According to a study by the Association for Talent Development, companies that offer comprehensive training programs earn 218% more per employee than companies without formalized training. These companies also enjoy a 24% higher profit margin than those who spend less on training.

Using downtime to grow skills ensures you are able to get back up and running faster — and more efficiently — when the time comes. There are a plethora of online learning platforms out there to brush up on your skills, whether its marketing, web development, or even business communication.

Platforms like StuDocu, which offer access to thousands of university courses and study materials, allow you and your employees to pursue continuing education in any area of expertise which interests you.

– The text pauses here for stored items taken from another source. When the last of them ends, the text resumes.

//! Azure Cosmos DB (SQL API) archive over the REST interface.
//!
//! Requests are signed with the account master key: HMAC-SHA256 over
//! `verb\nresourceType\nresourceLink\ndate\n\n` (verb, type and date lowercased),
//! sent as the url-encoded `type=master&ver=1.0&sig=...` authorization header.

use {
    async_trait::async_trait,
    base64::{Engine, engine::general_purpose::STANDARD},
    chrono::Utc,
    hmac::{Hmac, Mac},
    reqwest::{Method, StatusCode},
    secrecy::{ExposeSecret, Secret},
    serde::Deserialize,
    serde_json::json,
    sha2::Sha256,
    tracing::{debug, info},
};

use crate::{
    archive::HistoryArchive,
    message::{ArchivedMessage, Module},
};

const API_VERSION: &str = "2018-12-31";
const THROUGHPUT: &str = "400";

pub struct CosmosArchive {
    client: reqwest::Client,
    endpoint: String,
    key: Secret<String>,
    database: String,
    container: String,
}

impl std::fmt::Debug for CosmosArchive {
    fn fmt(&self, f: &mut std::fmt::Formatter<'_>) -> std::fmt::Result {
        f.debug_struct("CosmosArchive")
            .field("endpoint", &self.endpoint)
            .field("key", &"[REDACTED]")
            .field("database", &self.database)
            .field("container", &self.container)
            .finish()
    }
}

#[derive(Deserialize)]
struct QueryResponse<T> {
    #[serde(rename = "Documents")]
    documents: Vec<T>,
}

/// Build the master-key authorization header value.
pub fn auth_header(
    key_b64: &str,
    verb: &str,
    resource_type: &str,
    resource_link: &str,
    date: &str,
) -> anyhow::Result<String> {
    let key = STANDARD
        .decode(key_b64)
        .map_err(|e| anyhow::anyhow!("invalid cosmos key: {e}"))?;
    let payload = format!(
        "{}\n{}\n{}\n{}\n\n",
        verb.to_lowercase(),
        resource_type.to_lowercase(),
        resource_link,
        date.to_lowercase()
    );
    let mut mac = Hmac::<Sha256>::new_from_slice(&key)
        .map_err(|e| anyhow::anyhow!("invalid cosmos key: {e}"))?;
    mac.update(payload.as_bytes());
    let sig = STANDARD.encode(mac.finalize().into_bytes());
    Ok(urlencoding::encode(&format!("type=master&ver=1.0&sig={sig}")).into_owned())
}

impl CosmosArchive {
    pub fn new(
        endpoint: impl Into<String>,
        key: Secret<String>,
        database: impl Into<String>,
        container: impl Into<String>,
    ) -> Self {
        Self {
            client: reqwest::Client::new(),
            endpoint: endpoint.into().trim_end_matches('/').to_string(),
            key,
            database: database.into(),
            container: container.into(),
        }
    }

    fn db_link(&self) -> String {
        format!("dbs/{}", self.database)
    }

    fn coll_link(&self) -> String {
        format!("dbs/{}/colls/{}", self.database, self.container)
    }

    fn request(
        &self,
        method: Method,
        path: &str,
        resource_type: &str,
        resource_link: &str,
    ) -> anyhow::Result<reqwest::RequestBuilder> {
        let date = Utc::now().format("%a, %d %b %Y %H:%M:%S GMT").to_string();
        let auth = auth_header(
            self.key.expose_secret(),
            method.as_str(),
            resource_type,
            resource_link,
            &date,
        )?;
        Ok(self
            .client
            .request(method, format!("{}/{path}", self.endpoint))
            .header("authorization", auth)
            .header("x-ms-date", date)
            .header("x-ms-version", API_VERSION))
    }

    /// Create the database and container (partitioned on `/user_id`) if missing.
    pub async fn ensure_container(&self) -> anyhow::Result<()> {
        let resp = self
            .request(Method::POST, "dbs", "dbs", "")?
            .json(&json!({ "id": self.database }))
            .send()
            .await?;
        accept_created_or_conflict(resp, "database").await?;

        let resp = self
            .request(
                Method::POST,
                &format!("{}/colls", self.db_link()),
                "colls",
                &self.db_link(),
            )?
            .header("x-ms-offer-throughput", THROUGHPUT)
            .json(&json!({
                "id": self.container,
                "partitionKey": { "paths": ["/user_id"], "kind": "Hash" },
            }))
            .send()
            .await?;
        accept_created_or_conflict(resp, "container").await?;

        info!(database = %self.database, container = %self.container, "cosmos container ready");
        Ok(())
    }

    async fn query<T: serde::de::DeserializeOwned>(
        &self,
        user_id: &str,
        query: &str,
        parameters: serde_json::Value,
        max_items: Option<usize>,
    ) -> anyhow::Result<Vec<T>> {
        let link = self.coll_link();
        let mut req = self
            .request(Method::POST, &format!("{link}/docs"), "docs", &link)?
            .header("x-ms-documentdb-isquery", "True")
            .header("content-type", "application/query+json")
            .header("x-ms-documentdb-partitionkey", json!([user_id]).to_string());
        if let Some(n) = max_items {
            req = req.header("x-ms-max-item-count", n.to_string());
        }
        let resp = req
            .body(json!({ "query": query, "parameters": parameters }).to_string())
            .send()
            .await?;
        let status = resp.status();
        if !status.is_success() {
            let body = resp.text().await.unwrap_or_default();
            anyhow::bail!("cosmos query failed ({status}): {body}");
        }
        let parsed: QueryResponse<T> = resp.json().await?;
        Ok(parsed.documents)
    }
}

async fn accept_created_or_conflict(resp: reqwest::Response, what: &str) -> anyhow::Result<()> {
    let status = resp.status();
    if status.is_success() || status == StatusCode::CONFLICT {
        debug!(%status, what, "cosmos resource ensured");
        return Ok(());
    }
    let body = resp.text().await.unwrap_or_default();
    anyhow::bail!("failed to create cosmos {what} ({status}): {body}")
}

#[async_trait]
impl HistoryArchive for CosmosArchive {
    async fn insert(&self, doc: &ArchivedMessage) -> anyhow::Result<()> {
        let link = self.coll_link();
        let resp = self
            .request(Method::POST, &format!("{link}/docs"), "docs", &link)?
            .header(
                "x-ms-documentdb-partitionkey",
                json!([doc.user_id]).to_string(),
            )
            .json(doc)
            .send()
            .await?;
        let status = resp.status();
        if status == StatusCode::CONFLICT {
            debug!(id = %doc.id, "archive document already exists");
            return Ok(());
        }
        if !status.is_success() {
            let body = resp.text().await.unwrap_or_default();
            anyhow::bail!("cosmos insert failed ({status}): {body}");
        }
        Ok(())
    }

    async fn recent(
        &self,
        user_id: &str,
        module: Module,
        limit: usize,
    ) -> anyhow::Result<Vec<ArchivedMessage>> {
        let mut docs: Vec<ArchivedMessage> = self
            .query(
                user_id,
                "SELECT * FROM c WHERE c.user_id = @user_id AND c.module = @module ORDER BY c.created_at DESC",
                json!([
                    { "name": "@user_id", "value": user_id },
                    { "name": "@module", "value": module.as_str() },
                ]),
                Some(limit),
            )
            .await?;
        docs.truncate(limit);
        Ok(docs)
    }

    async fn count(&self, user_id: &str, module: Module) -> anyhow::Result<u64> {
        let counts: Vec<u64> = self
            .query(
                user_id,
                "SELECT VALUE COUNT(1) FROM c WHERE c.user_id = @user_id AND c.module = @module",
                json!([
                    { "name": "@user_id", "value": user_id },
                    { "name": "@module", "value": module.as_str() },
                ]),
                None,
            )
            .await?;
        Ok(counts.first().copied().unwrap_or(0))
    }
}

#[cfg(test)]
mod tests {
    use {super::*, crate::message::ChatMessage, mockito::Matcher};

    const KEY: &str = "Y29zbW9zLXRlc3QtbWFzdGVyLWtleQ==";

    fn archive(url: &str) -> CosmosArchive {
        CosmosArchive::new(url, Secret::new(KEY.into()), "db1", "c1")
    }

    #[test]
    fn signs_with_lowercased_verb_and_date() {
        let header = auth_header(
            KEY,
            "POST",
            "docs",
            "dbs/db1/colls/c1",
            "Mon, 01 Jan 2024 00:00:00 GMT",
        )
        .unwrap();
        assert_eq!(
            header,
            "type%3Dmaster%26ver%3D1.0%26sig%3D3WtTPRrOH%2B4qX7dkK1HAjDCiC4f55IxNEa4xvvjXUak%3D"
        );
    }

    #[test]
    fn rejects_non_base64_key() {
        assert!(auth_header("not base64!", "GET", "dbs", "", "x").is_err());
    }

    #[tokio::test]
    async fn insert_treats_conflict_as_success() {
        let mut server = mockito::Server::new_async().await;
        let m = server
            .mock("POST", "/dbs/db1/colls/c1/docs")
            .match_header("x-ms-documentdb-partitionkey", "[\"alice\"]")
            .match_header("x-ms-version", API_VERSION)
            .with_status(409)
            .create_async()
            .await;

        let msg = ChatMessage::new("user", "hi", None, Module::Rag);
        archive(&server.url())
            .insert(&ArchivedMessage::new("alice", msg))
            .await
            .unwrap();
        m.assert_async().await;
    }

    #[tokio::test]
    async fn insert_surfaces_server_errors() {
        let mut server = mockito::Server::new_async().await;
        server
            .mock("POST", "/dbs/db1/colls/c1/docs")
            .with_status(500)
            .with_body("boom")
            .create_async()
            .await;

        let msg = ChatMessage::new("user", "hi", None, Module::Rag);
        let err = archive(&server.url())
            .insert(&ArchivedMessage::new("alice", msg))
            .await
            .unwrap_err();
        assert!(err.to_string().contains("boom"));
    }

    #[tokio::test]
    async fn recent_and_count_parse_query_documents() {
        let mut server = mockito::Server::new_async().await;
        let doc = ArchivedMessage::new("bob", ChatMessage::new("user", "q", None, Module::Todo));
        server
            .mock("POST", "/dbs/db1/colls/c1/docs")
            .match_header("x-ms-documentdb-isquery", "True")
            .match_body(Matcher::Regex("ORDER BY c.created_at DESC".into()))
            .with_status(200)
            .with_body(json!({ "Documents": [doc], "_count": 1 }).to_string())
            .create_async()
            .await;
        server
            .mock("POST", "/dbs/db1/colls/c1/docs")
            .match_body(Matcher::Regex("COUNT\\(1\\)".into()))
            .with_status(200)
            .with_body(r#"{"Documents":[7],"_count":1}"#)
            .create_async()
            .await;

        let cosmos = archive(&server.url());
        let recent = cosmos.recent("bob", Module::Todo, 20).await.unwrap();
        assert_eq!(recent.len(), 1);
        assert_eq!(recent[0].message.content, "q");
        assert_eq!(cosmos.count("bob", Module::Todo).await.unwrap(), 7);
    }

    #[tokio::test]
    async fn ensure_container_accepts_existing_resources() {
        let mut server = mockito::Server::new_async().await;
        let db = server
            .mock("POST", "/dbs")
            .with_status(409)
            .create_async()
            .await;
        let coll = server
            .mock("POST", "/dbs/db1/colls")
            .match_header("x-ms-offer-throughput", "400")
            .match_body(Matcher::PartialJson(json!({
                "partitionKey": { "paths": ["/user_id"] }
            })))
            .with_status(201)
            .create_async()
            .await;

        archive(&server.url()).ensure_container().await.unwrap();
        db.assert_async().await;
        coll.assert_async().await;
    }
}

As a leader, learning helps you better serve your clients, your staff, and your community. Fields like digital marketing change constantly; if you aren't staying on top of the changes, you are going to get left behind. 

Final Thoughts  

When you face challenges, the first step is to adjust your mindset.

Stop thinking about what could go wrong and focus on uncovering opportunities. Look at initiatives you can take now to make your organization better and more flexible in the future.

Operate from a position of potential, opportunity, and positivity. Find ways to help your staff, your clients, your community through this.

Don't let fear guide your decisions. Instead, look for ways to invest in your business and your people so when things get better (as they inevitably will), you're at the top of your game.